Pistolety systemu 1877
I tak się złożyło, że jeszcze przed pierwszą wojną światową w Europie wybuchła wojna francusko-pruska, w której brały udział takie nowinki uzbrojenia, jak mitraliezy, szybkostrzelne karabiny Chaspeau i pociągi pancerne. Wykorzystano jednak starą artylerię - działa były gwintowane, ale tak jak poprzednio ładowano je z lufy.
Francuskie działo 155 mm model 1877
Dlatego wkrótce po jej zakończeniu dawni przeciwnicy natychmiast przystąpili do tworzenia nowych broni. Mocniejszy, większy zasięg i szybsze strzelanie. Powstały pistolety ładowane przez zamek z zamkiem i kompaktorem zaprojektowane przez Bandzha. Co więcej, jego system okazał się tak doskonały, że do dziś pozostaje w wielu systemach artyleryjskich! Ale… inercja myślenia też donikąd nie poszła, a rusznikarze, zrobiwszy duży krok do przodu, od razu wymyślili dwa kroki do tyłu. Oznacza to, że nie wymyślili żadnych urządzeń odrzutowych na samym pistolecie, ale umieścili za jego kołami rampy o trójkątnym profilu, wzdłuż których pistolet po strzale, cofając się, unosił się, a następnie ponownie staczał z nich. Nie było to zbyt wygodne dla żołnierzy, ale rekompensowało to fakt, że działa miały znacznie większy zasięg i nie było trudno ponownie wycelować je w cele. Chociaż ... odwróć to, jakiś kolos! Ogólnie rzecz biorąc, w 1877 r. W tym samym czasie we Francji i Rosji przyjęto systemy artyleryjskie ... tego roku, w tym działa oblężnicze dalekiego zasięgu 120 i 152 mm. Były używane, i to bardzo aktywnie, w wojnie anglo-burskiej, a następnie - dokładnie tym samym urządzeniem 149-mm armata we włoskiej armii walczyła przez całą pierwszą wojnę światową.

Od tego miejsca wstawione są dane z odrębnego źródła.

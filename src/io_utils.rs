//! I/O plumbing for CSV reading and writing.
//!
//! - **Delimiter resolution**: extension-based auto-detection (`.csv` →
//!   comma, `.tsv` → tab) with manual override support.
//! - **Encoding**: input decoding via `encoding_rs`, defaulting to UTF-8.
//!   Output is always UTF-8.
//! - **stdin/stdout**: the `-` path convention routes through standard
//!   streams (CSV only; workbook files need a real path).
//! - **Quoting**: CSV output uses `QuoteStyle::Always` for round-trip
//!   safety.

use std::fs::File;
use std::io::{BufReader, BufWriter, Read, Write};
use std::path::Path;

use anyhow::{Context, Result, anyhow};
use csv::QuoteStyle;
use encoding_rs::{Encoding, UTF_8};

pub const DEFAULT_CSV_DELIMITER: u8 = b',';
pub const DEFAULT_TSV_DELIMITER: u8 = b'\t';

pub fn is_dash(path: &Path) -> bool {
    path == Path::new("-")
}

pub fn resolve_encoding(label: Option<&str>) -> Result<&'static Encoding> {
    if let Some(value) = label {
        Encoding::for_label(value.trim().as_bytes())
            .ok_or_else(|| anyhow!("Unknown encoding '{value}'"))
    } else {
        Ok(UTF_8)
    }
}

pub fn resolve_input_delimiter(path: &Path, provided: Option<u8>) -> u8 {
    provided.unwrap_or_else(|| match path.extension().and_then(|ext| ext.to_str()) {
        Some(ext) if ext.eq_ignore_ascii_case("tsv") => DEFAULT_TSV_DELIMITER,
        _ => DEFAULT_CSV_DELIMITER,
    })
}

pub fn resolve_output_delimiter(path: Option<&Path>, provided: Option<u8>) -> u8 {
    if let Some(delimiter) = provided {
        return delimiter;
    }
    match path.and_then(|p| p.extension()).and_then(|ext| ext.to_str()) {
        Some(ext) if ext.eq_ignore_ascii_case("tsv") => DEFAULT_TSV_DELIMITER,
        _ => DEFAULT_CSV_DELIMITER,
    }
}

pub fn open_csv_reader_from_path(
    path: &Path,
    delimiter: u8,
    has_headers: bool,
) -> Result<csv::Reader<Box<dyn Read>>> {
    let reader: Box<dyn Read> = if is_dash(path) {
        Box::new(std::io::stdin().lock())
    } else {
        Box::new(BufReader::new(
            File::open(path).with_context(|| format!("Opening input file {path:?}"))?,
        ))
    };
    let mut builder = csv::ReaderBuilder::new();
    builder
        .has_headers(has_headers)
        .delimiter(delimiter)
        .double_quote(true)
        .flexible(true);
    Ok(builder.from_reader(reader))
}

pub fn open_csv_writer(path: Option<&Path>, delimiter: u8) -> Result<csv::Writer<Box<dyn Write>>> {
    let writer: Box<dyn Write> = match path {
        Some(p) if !is_dash(p) => Box::new(BufWriter::new(
            File::create(p).with_context(|| format!("Creating output file {p:?}"))?,
        )),
        _ => Box::new(std::io::stdout()),
    };
    let mut builder = csv::WriterBuilder::new();
    builder
        .delimiter(delimiter)
        .quote_style(QuoteStyle::Always)
        .double_quote(true);
    Ok(builder.from_writer(writer))
}

pub fn decode_bytes(bytes: &[u8], encoding: &'static Encoding) -> Result<String> {
    let (text, _, had_errors) = encoding.decode(bytes);
    if had_errors {
        Err(anyhow!(
            "Failed to decode text with encoding {}",
            encoding.name()
        ))
    } else {
        Ok(text.into_owned())
    }
}

pub fn decode_record(record: &csv::ByteRecord, encoding: &'static Encoding) -> Result<Vec<String>> {
    record
        .iter()
        .map(|field| decode_bytes(field, encoding))
        .collect()
}

pub fn reader_headers<R>(
    reader: &mut csv::Reader<R>,
    encoding: &'static Encoding,
) -> Result<Vec<String>>
where
    R: Read,
{
    let headers = reader.byte_headers()?.clone();
    decode_record(&headers, encoding)
}
#![allow(dead_code)]

use std::fs::File;
use std::io::Write;
use std::path::{Path, PathBuf};

use tempfile::{TempDir, tempdir};

/// Scratch directory helper that cleans up files automatically on drop.
pub struct TestWorkspace {
    temp_dir: TempDir,
}

impl TestWorkspace {
    /// Creates a fresh scratch directory for the current test case.
    pub fn new() -> Self {
        Self {
            temp_dir: tempdir().expect("temp dir"),
        }
    }

    /// Returns the root path for all files owned by this workspace.
    pub fn path(&self) -> &Path {
        self.temp_dir.path()
    }

    /// Writes `contents` into a file under the workspace and returns the path.
    pub fn write(&self, name: &str, contents: &str) -> PathBuf {
        self.write_bytes(name, contents.as_bytes())
    }

    /// Writes raw bytes, for fixtures in encodings other than UTF-8.
    pub fn write_bytes(&self, name: &str, contents: &[u8]) -> PathBuf {
        let path = self.temp_dir.path().join(name);
        let mut file = File::create(&path).expect("create temp file");
        file.write_all(contents).expect("write temp file contents");
        path
    }

    /// Joins `name` onto the workspace root without creating the file.
    pub fn join(&self, name: &str) -> PathBuf {
        self.temp_dir.path().join(name)
    }
}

Jeden pistolet, jeden pocisk
Jednak taka broń - nawiasem mówiąc, jedną z nich można zobaczyć w Muzeum Armii Rosyjskiej w Moskwie - nie była zbyt wygodna w wojnie polowej. Były zbyt ciężkie i ich instalacja zajęła trochę czasu. Dlatego wojsko miało na cześć pistolety „półkalibrowe” - 75 mm, które pod koniec XIX wieku uważano za uniwersalne.

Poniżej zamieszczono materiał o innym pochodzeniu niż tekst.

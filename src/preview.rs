use anyhow::{Result, bail};
use log::info;

use crate::apply::resolve_spec;
use crate::cli::PreviewArgs;
use crate::ingest::{IngestOptions, read_dataset};
use crate::table;
use crate::transform::transform_data;

pub fn execute(args: &PreviewArgs) -> Result<()> {
    let resolved = resolve_spec(
        args.spec.as_deref(),
        args.store.as_deref(),
        args.config.as_deref(),
    )?;

    let options = IngestOptions {
        delimiter: args.delimiter,
        encoding: args.input_encoding.clone(),
        no_headers: args.no_headers,
        limit: Some(args.rows),
    };
    let dataset = read_dataset(&args.input, &options)?;

    let transformed = transform_data(
        &dataset.rows,
        &resolved.spec.mappings,
        &resolved.spec.transformation_rules,
    );
    if let Some(message) = &transformed.error {
        bail!("Transformation failed: {message}");
    }

    print!(
        "{}",
        table::row_grid(&transformed.columns, &transformed.data, args.rows)
    );
    info!(
        "Previewed {} transformed row(s)",
        transformed.data.len().min(args.rows)
    );
    Ok(())
}
//! Plain-text table rendering for probe and preview output.

use std::borrow::Cow;
use std::fmt::Write as _;

use crate::data::{Column, Row, Value};

/// Key/header/type/confidence summary of probed columns.
pub fn column_summary(columns: &[Column]) -> String {
    let headers: Vec<String> = ["column", "header", "type", "confidence"]
        .iter()
        .map(|s| s.to_string())
        .collect();
    let rows: Vec<Vec<String>> = columns
        .iter()
        .map(|column| {
            vec![
                column.key.clone(),
                column.header.clone(),
                column
                    .data_type
                    .map(|data_type| data_type.to_string())
                    .unwrap_or_else(|| "-".to_string()),
                column
                    .confidence
                    .map(|confidence| format!("{confidence:.2}"))
                    .unwrap_or_else(|| "-".to_string()),
            ]
        })
        .collect();
    render_table(&headers, &rows)
}

/// Renders up to `limit` rows as a grid with the columns' display headers.
pub fn row_grid(columns: &[Column], rows: &[Row], limit: usize) -> String {
    let headers: Vec<String> = columns.iter().map(|column| column.header.clone()).collect();
    let absent = Value::Null;
    let body: Vec<Vec<String>> = rows
        .iter()
        .take(limit)
        .map(|row| {
            columns
                .iter()
                .map(|column| row.get(&column.key).unwrap_or(&absent).as_display())
                .collect()
        })
        .collect();
    render_table(&headers, &body)
}

pub fn render_table(headers: &[String], rows: &[Vec<String>]) -> String {
    let mut widths: Vec<usize> = headers.iter().map(|cell| cell_width(cell).max(3)).collect();
    for row in rows {
        for (index, cell) in row.iter().enumerate().take(widths.len()) {
            widths[index] = widths[index].max(cell_width(cell));
        }
    }

    let mut output = String::new();
    push_line(&mut output, headers, &widths);
    let rule: Vec<String> = widths.iter().map(|width| "-".repeat(*width)).collect();
    push_line(&mut output, &rule, &widths);
    for row in rows {
        push_line(&mut output, row, &widths);
    }
    output
}

fn push_line(output: &mut String, cells: &[String], widths: &[usize]) {
    let mut line = String::new();
    for (index, width) in widths.iter().enumerate() {
        if index > 0 {
            line.push_str("  ");
        }
        let cell = cells
            .get(index)
            .map(|cell| sanitize(cell))
            .unwrap_or(Cow::Borrowed(""));
        let padding = width.saturating_sub(cell_width(cell.as_ref()));
        line.push_str(cell.as_ref());
        line.push_str(&" ".repeat(padding));
    }
    let _ = writeln!(output, "{}", line.trim_end());
}

fn cell_width(value: &str) -> usize {
    sanitize(value).chars().count()
}

fn sanitize(value: &str) -> Cow<'_, str> {
    if value.contains(['\n', '\r', '\t']) {
        Cow::Owned(
            value
                .chars()
                .map(|ch| match ch {
                    '\n' | '\r' | '\t' => ' ',
                    other => other,
                })
                .collect(),
        )
    } else {
        Cow::Borrowed(value)
    }
}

Poza tym ówczesne wojsko z jakiegoś powodu zdecydowało, że nadchodząca wojna (i że z pewnością wydarzy się w Europie, mało kto wątpił już wtedy!) będzie zwrotna i ulotna. A jeśli tak, to do tego potrzebny był również odpowiedni pistolet. Wystarczająco lekki, aby mógł być noszony przez parę koni; szybkostrzelny, aby mógł osłonić odłamkami nacierającą piechotę i kawalerię; i prostszy w konstrukcji.

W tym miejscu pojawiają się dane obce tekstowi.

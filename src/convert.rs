//! Cell-level conversion between detected and requested types.

use chrono::{DateTime, NaiveDate, NaiveDateTime};
use log::debug;
use thiserror::Error;

use crate::data::{ConversionResult, DataType, RuleOptions, Value};
use crate::detect::{DATE_FORMATS, EMAIL_RE};

/// Per-cell conversion failures. The display strings are user-visible and
/// surface verbatim in `ConversionResult.error`.
#[derive(Debug, Error, PartialEq, Eq)]
pub enum ConvertError {
    #[error("Invalid number format")]
    InvalidNumber,
    #[error("Invalid integer format")]
    InvalidInteger,
    #[error("Invalid boolean value")]
    InvalidBoolean,
    #[error("Invalid date value")]
    InvalidDate,
    #[error("Invalid email format")]
    InvalidEmail,
    #[error("Phone number too short")]
    PhoneTooShort,
}

/// Converts one cell from `source_type` to `target_type`. Absent values
/// (null or empty string) convert to null unconditionally. Failures are
/// reported in the result, never propagated.
pub fn convert_value(
    value: &Value,
    source_type: DataType,
    target_type: DataType,
    options: &RuleOptions,
) -> ConversionResult {
    if value.is_absent() {
        return ConversionResult::converted(Value::Null);
    }
    let raw = value.as_display();
    match convert_text(&raw, target_type, options) {
        Ok(converted) => ConversionResult::converted(converted),
        Err(err) => {
            debug!("cannot convert {raw:?} ({source_type} -> {target_type}): {err}");
            ConversionResult::failed(err.to_string())
        }
    }
}

fn convert_text(
    raw: &str,
    target_type: DataType,
    options: &RuleOptions,
) -> Result<Value, ConvertError> {
    match target_type {
        DataType::String => Ok(Value::String(raw.to_string())),
        DataType::Number => to_number(raw),
        DataType::Integer => to_integer(raw),
        DataType::Boolean => to_boolean(raw),
        DataType::Date => to_date(raw, options),
        DataType::Email => to_email(raw),
        DataType::Phone => to_phone(raw, options),
        DataType::Unknown => Ok(Value::String(raw.to_string())),
    }
}

fn to_number(raw: &str) -> Result<Value, ConvertError> {
    let parsed: f64 = raw.trim().parse().map_err(|_| ConvertError::InvalidNumber)?;
    if !parsed.is_finite() {
        return Err(ConvertError::InvalidNumber);
    }
    if parsed.fract() == 0.0 && parsed.abs() < i64::MAX as f64 {
        Ok(Value::Integer(parsed as i64))
    } else {
        Ok(Value::Float(parsed))
    }
}

fn to_integer(raw: &str) -> Result<Value, ConvertError> {
    parse_leading_integer(raw)
        .map(Value::Integer)
        .ok_or(ConvertError::InvalidInteger)
}

// Base-10 prefix parse: optional sign, then digits; trailing text is
// ignored, so "42abc" reads as 42 and "4.7" as 4.
fn parse_leading_integer(raw: &str) -> Option<i64> {
    let trimmed = raw.trim_start();
    let bytes = trimmed.as_bytes();
    let start = usize::from(matches!(bytes.first(), Some(b'+') | Some(b'-')));
    let mut end = start;
    while end < bytes.len() && bytes[end].is_ascii_digit() {
        end += 1;
    }
    if end == start {
        return None;
    }
    trimmed[..end].parse().ok()
}

fn to_boolean(raw: &str) -> Result<Value, ConvertError> {
    let normalized = raw.trim().to_lowercase();
    match normalized.as_str() {
        "true" | "1" | "yes" | "y" => Ok(Value::Boolean(true)),
        "false" | "0" | "no" | "n" => Ok(Value::Boolean(false)),
        _ => Err(ConvertError::InvalidBoolean),
    }
}

fn to_date(raw: &str, options: &RuleOptions) -> Result<Value, ConvertError> {
    if let Some(format) = option_text(options, "format") {
        // Accepted for compatibility; output stays ISO-8601 regardless.
        debug!("date format option {format:?} requested; emitting ISO-8601");
    }
    let parsed = parse_datetime(raw).ok_or(ConvertError::InvalidDate)?;
    Ok(Value::String(
        parsed.format("%Y-%m-%dT%H:%M:%S").to_string(),
    ))
}

fn parse_datetime(raw: &str) -> Option<NaiveDateTime> {
    let trimmed = raw.trim();
    if let Ok(parsed) = DateTime::parse_from_rfc3339(trimmed) {
        return Some(parsed.naive_utc());
    }
    const DATETIME_FORMATS: &[&str] = &["%Y-%m-%d %H:%M:%S", "%Y-%m-%dT%H:%M:%S", "%Y-%m-%d %H:%M"];
    for fmt in DATETIME_FORMATS {
        if let Ok(parsed) = NaiveDateTime::parse_from_str(trimmed, fmt) {
            return Some(parsed);
        }
    }
    for format in DATE_FORMATS {
        if let Ok(parsed) = NaiveDate::parse_from_str(trimmed, format.chrono_format()) {
            return parsed.and_hms_opt(0, 0, 0);
        }
    }
    None
}

fn to_email(raw: &str) -> Result<Value, ConvertError> {
    let normalized = raw.trim().to_lowercase();
    if EMAIL_RE.is_match(&normalized) {
        Ok(Value::String(normalized))
    } else {
        Err(ConvertError::InvalidEmail)
    }
}

fn to_phone(raw: &str, options: &RuleOptions) -> Result<Value, ConvertError> {
    let digits: String = raw.chars().filter(|c| c.is_ascii_digit()).collect();
    if digits.len() < 7 {
        return Err(ConvertError::PhoneTooShort);
    }
    match option_text(options, "countryCode") {
        Some(code) => Ok(Value::String(format!("+{code}{digits}"))),
        None => Ok(Value::String(digits)),
    }
}

// Empty option values count as unset.
fn option_text(options: &RuleOptions, key: &str) -> Option<String> {
    options
        .get(key)
        .map(Value::as_display)
        .filter(|text| !text.is_empty())
}

/// Default conversion options seeded per target type.
pub fn default_rule_options(target_type: DataType) -> RuleOptions {
    let mut options = RuleOptions::new();
    match target_type {
        DataType::Date => {
            options.insert(
                "format".to_string(),
                Value::String("YYYY-MM-DD".to_string()),
            );
        }
        DataType::Phone => {
            options.insert("countryCode".to_string(), Value::String("1".to_string()));
        }
        _ => {}
    }
    options
}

Suma takich poglądów na użycie artylerii w przyszłej wojnie zaowocowała koncepcją „jednego działa, jednego pocisku”. Oznacza to, że wojna miała być prowadzona tylko jednym głównym rodzajem broni, a ta z kolei musiałaby strzelać tylko jednym typem pocisku, który wybrano jako szrapnel.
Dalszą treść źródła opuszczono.